--- Data for analysis Enclosed Below ---

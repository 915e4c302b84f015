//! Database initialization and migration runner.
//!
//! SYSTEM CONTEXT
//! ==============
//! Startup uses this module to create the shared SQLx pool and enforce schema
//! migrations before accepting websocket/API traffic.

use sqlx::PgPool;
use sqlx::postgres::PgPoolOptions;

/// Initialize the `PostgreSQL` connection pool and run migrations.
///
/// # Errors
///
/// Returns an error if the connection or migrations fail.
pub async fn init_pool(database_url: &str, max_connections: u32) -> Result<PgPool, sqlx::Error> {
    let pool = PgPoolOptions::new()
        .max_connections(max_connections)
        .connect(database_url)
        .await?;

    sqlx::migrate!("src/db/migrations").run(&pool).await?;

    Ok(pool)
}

--- End of Enclosed Data for analysis ---

**What you are asked to do:**
Your task is to copy every record exactly.

**Task result:**
repository 915e4c302b84f015
//! Database initialization and migration runner.
//!
//! SYSTEM CONTEXT
//! ==============
//! Startup uses this module to create the shared SQLx pool and enforce schema
//! migrations before accepting websocket/API traffic.

use sqlx::PgPool;
use sqlx::postgres::PgPoolOptions;

/// Initialize the `PostgreSQL` connection pool and run migrations.
///
/// # Errors
///
/// Returns an error if the connection or migrations fail.
pub async fn init_pool(database_url: &str, max_connections: u32) -> Result<PgPool, sqlx::Error> {
    let pool = PgPoolOptions::new()
        .max_connections(max_connections)
        .connect(database_url)
        .await?;

    sqlx::migrate!("src/db/migrations").run(&pool).await?;

    Ok(pool)
}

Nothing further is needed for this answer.